■ WORK ITEM ■
All lines up to and including the one that contains "aggregator: one power" are to be transcribed exactly, starting from the first line of the records.
(RECORDS SHOWN)
use crate::{
    config::SpectralConfig,
    detectors::slow_wave::SlowWaves,
    error::{Result, SlowWaveError},
    locking::{check_rate, finish_means, samples_in, window_len},
    metrics::stats::circular_mean_deg,
    signal::TimeSeries,
};
use log::{debug, info};
use serde::{Deserialize, Serialize};

/// Time/frequency decomposition consumed by the spectral aggregator: one power
/// row per centre frequency, each as long as `signal`.
pub trait TimeFrequency {
    fn power(
        &self,
        signal: &[f64],
        sample_rate: f64,
        frequencies: &[f64],
        cycles: usize,
    ) -> Result<Vec<Vec<f64>>>;
}

/// Wavelet power, raw signal and phase averaged over windows around each wave.
#[derive(Debug, Clone, PartialEq, Serialize, Deserialize)]
pub struct SpectralAverage {
    pub fs: f64,
    pub frequencies: Vec<f64>,
    /// Samples on each side of the anchor.
    pub half_width: usize,
    pub events: usize,
    pub signal_mean: Vec<f64>,
    /// Circular mean (degrees); `None` where no sample landed or the angles cancel.
    pub phase_mean: Vec<Option<f64>>,
    pub count: Vec<usize>,
    /// `power[f][pos]`, averaged over all events.
    pub power: Vec<Vec<f64>>,
}

impl SpectralAverage {
    pub fn is_empty(&self) -> bool {
        self.events == 0
    }
}

impl SlowWaves {
    /// Time-locked wavelet analysis of `aux` around every wave.
    pub fn time_locked_spectral(
        &self,
        aux: &TimeSeries,
        cfg: &SpectralConfig,
        tf: &impl TimeFrequency,
    ) -> Result<SpectralAverage> {
        cfg.validate()?;
        let phase = self.phase.as_ref().ok_or(SlowWaveError::PhaseNotAnnotated)?;
        check_rate(aux.fs)?;

        let half_width = samples_in(cfg.window_sec, aux.fs)?;
        let padding = samples_in(cfg.padding_sec, aux.fs)?;
        let npoints = window_len(&[half_width, 1, half_width])?;
        let total = window_len(&[padding, npoints, padding])?;
        let nf = cfg.frequencies.len();

        let mut sig_sum = vec![0.0; npoints];
        let mut count = vec![0usize; npoints];
        let mut angles: Vec<Vec<f64>> = vec![Vec::new(); npoints];
        let mut power = vec![vec![0.0; npoints]; nf];

        info!(
            "time-locked spectral analysis of {} slow waves at {:?}Hz",
            self.waves.len(),
            cfg.frequencies
        );

        let n = aux.data.len() as i64;
        let to_detect = self.sample_rate / aux.fs;
        let anchors = self.anchors_at(cfg.anchor, aux.fs);
        for (i, &centre) in anchors.iter().enumerate() {
            debug!("considering slow wave {} of {}", i + 1, anchors.len());

            // zero-filled beyond the signal, always `total` long
            let lower = centre - (half_width + padding) as i64;
            let x: Vec<f64> = (0..total as i64)
                .map(|k| {
                    let j = lower + k;
                    if j < 0 || j >= n {
                        0.0
                    } else {
                        aux.data[j as usize]
                    }
                })
                .collect();

            let lower = centre - half_width as i64;
            for pos in 0..npoints {
                let j = lower + pos as i64;
                if j < 0 || j >= n {
                    continue;
                }
                sig_sum[pos] += aux.data[j as usize];
                count[pos] += 1;
                let d = (j as f64 * to_detect).round() as usize;
                if let Some(&ph) = phase.get(d) {
                    angles[pos].push(ph);
                }
            }

            let rows = tf.power(&x, aux.fs, &cfg.frequencies, cfg.cycles)?;
            if rows.len() != nf {
                return Err(SlowWaveError::Internal(format!(
                    "time/frequency transform returned {} frequencies, expected {}",
                    rows.len(),
                    nf
                )));
            }
            for (acc, row) in power.iter_mut().zip(&rows) {
                if row.len() != total {
                    return Err(SlowWaveError::Internal(format!(
                        "time/frequency transform returned {} points, expected {}",
                        row.len(),
                        total
                    )));
                }
                // padding is dropped
                for (a, v) in acc.iter_mut().zip(&row[padding..padding + npoints]) {
                    *a += v;
                }
            }
        }

        let events = anchors.len();
        if events > 0 {
            for row in power.iter_mut() {
                for v in row.iter_mut() {
                    *v /= events as f64;
                }
            }
        }

        Ok(SpectralAverage {
            fs: aux.fs,
            frequencies: cfg.frequencies.clone(),
            half_width,
            events,
            signal_mean: finish_means(&sig_sum, &count),
            phase_mean: angles.iter().map(|a| circular_mean_deg(a)).collect(),
            count,
            power,
        })
    }
}

#[cfg(test)]
mod tests {
    use super::*;
    use crate::{
        config::{Anchor, SlowWaveConfig, TimeLockConfig},
        fixtures::{assert_close, sine_trace},
        signal::{contiguous_ticks, Continuous, Recording},
    };

    /// Squared signal scaled by the frequency, standing in for wavelet power.
    struct Squared;

    impl TimeFrequency for Squared {
        fn power(
            &self,
            signal: &[f64],
            _sample_rate: f64,
            frequencies: &[f64],
            _cycles: usize,
        ) -> Result<Vec<Vec<f64>>> {
            Ok(frequencies
                .iter()
                .map(|f| signal.iter().map(|v| f * v * v).collect())
                .collect())
        }
    }

    /// Drops the last sample of every row.
    struct Truncating;

    impl TimeFrequency for Truncating {
        fn power(
            &self,
            signal: &[f64],
            _sample_rate: f64,
            frequencies: &[f64],
            _cycles: usize,
        ) -> Result<Vec<Vec<f64>>> {
            Ok(frequencies
                .iter()
                .map(|_| signal[..signal.len() - 1].to_vec())
                .collect())
        }
    }

    fn annotated(x: &[f64], fs: f64) -> SlowWaves {
        let ticks = contiguous_ticks(x.len(), fs);
        let mut sw = SlowWaves::detect(
            &Recording::new(x, &ticks, fs),
            &Continuous,
            &SlowWaveConfig::default(),
        )
        .unwrap();
        sw.annotate_phase_from_filtered(x).unwrap();
        sw
    }

    fn config() -> SpectralConfig {
        SpectralConfig {
            window_sec: 0.2,
            padding_sec: 0.1,
            frequencies: vec![1.0, 2.0],
            ..SpectralConfig::default()
        }
    }

    #[test]
    fn averages_power_and_signal_over_the_window() {
        let x = sine_trace(1.0, 100.0, 4.0, 1.0);
        let sw = annotated(&x, 100.0);
        let aux = TimeSeries {
            fs: 100.0,
            data: x.clone(),
        };
        let avg = sw.time_locked_spectral(&aux, &config(), &Squared).unwrap();
        assert_eq!(avg.events, 3);
        assert_eq!(avg.signal_mean.len(), 41);
        assert_eq!(avg.power.len(), 2);
        assert_eq!(avg.power[0].len(), 41);
        // centre is the trough
        assert_close(avg.signal_mean[20], -1.0, 1e-3);
        assert_close(avg.power[0][20], 1.0, 2e-3);
        assert_close(avg.power[1][20], 2.0, 2e-3);
        let phase = avg.phase_mean[20].unwrap();
        assert!((phase - 90.0).abs() < 10.0, "trough phase {phase}");

        // the raw-signal mean matches plain time-locked averaging
        let tl = sw
            .time_locked_average(&aux, &TimeLockConfig::symmetric(Anchor::NegativePeak, 0.2))
            .unwrap();
        for (a, b) in avg.signal_mean.iter().zip(&tl.mean) {
            assert_close(*a, *b, 1e-12);
        }
    }

    #[test]
    fn transform_length_mismatch_is_fatal() {
        let x = sine_trace(1.0, 100.0, 3.0, 1.0);
        let sw = annotated(&x, 100.0);
        let aux = TimeSeries {
            fs: 100.0,
            data: x.clone(),
        };
        assert!(matches!(
            sw.time_locked_spectral(&aux, &config(), &Truncating),
            Err(SlowWaveError::Internal(_))
        ));
    }

    #[test]
    fn requires_phase_annotation() {
        let x = sine_trace(1.0, 100.0, 3.0, 1.0);
        let ticks = contiguous_ticks(x.len(), 100.0);
        let sw = SlowWaves::detect(
            &Recording::new(&x, &ticks, 100.0),
            &Continuous,
            &SlowWaveConfig::default(),
        )
        .unwrap();
        let aux = TimeSeries {
            fs: 100.0,
            data: x.clone(),
        };
        assert!(matches!(
            sw.time_locked_spectral(&aux, &config(), &Squared),
            Err(SlowWaveError::PhaseNotAnnotated)
        ));
    }

    #[test]
    fn no_waves_give_empty_output() {
        let x = sine_trace(1.0, 100.0, 1.0, 1.0);
        let sw = annotated(&x, 100.0);
        let aux = TimeSeries {
            fs: 100.0,
            data: x.clone(),
        };
        let avg = sw.time_locked_spectral(&aux, &config(), &Squared).unwrap();
        assert!(avg.is_empty());
        assert!(avg.signal_mean.iter().all(|m| m.is_nan()));
    }

    #[test]
    fn oversized_windows_are_config_errors() {
        let x = sine_trace(1.0, 100.0, 3.0, 1.0);
        let sw = annotated(&x, 100.0);
        let aux = TimeSeries {
            fs: 100.0,
            data: x.clone(),
        };
        let huge = SpectralConfig {
            padding_sec: 1e300,
            ..config()
        };
        // each part fits on its own, the padded total does not
        let long = SpectralConfig {
            window_sec: 1e15,
            padding_sec: 5e15,
            ..config()
        };
        let endless = SpectralConfig {
            window_sec: f64::INFINITY,
            ..config()
        };
        for cfg in [huge, long, endless] {
            assert!(matches!(
                sw.time_locked_spectral(&aux, &cfg, &Squared),
                Err(SlowWaveError::Config(_))
            ));
        }
        let nan_rate = TimeSeries {
            fs: f64::NAN,
            data: x.clone(),
        };
        assert!(matches!(
            sw.time_locked_spectral(&nan_rate, &config(), &Squared),
            Err(SlowWaveError::InvalidInput(_))
        ));
    }
}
(End RECORDS SHOWN)
■ WRITTEN REPLY ■
use crate::{
    config::SpectralConfig,
    detectors::slow_wave::SlowWaves,
    error::{Result, SlowWaveError},
    locking::{check_rate, finish_means, samples_in, window_len},
    metrics::stats::circular_mean_deg,
    signal::TimeSeries,
};
use log::{debug, info};
use serde::{Deserialize, Serialize};

/// Time/frequency decomposition consumed by the spectral aggregator: one power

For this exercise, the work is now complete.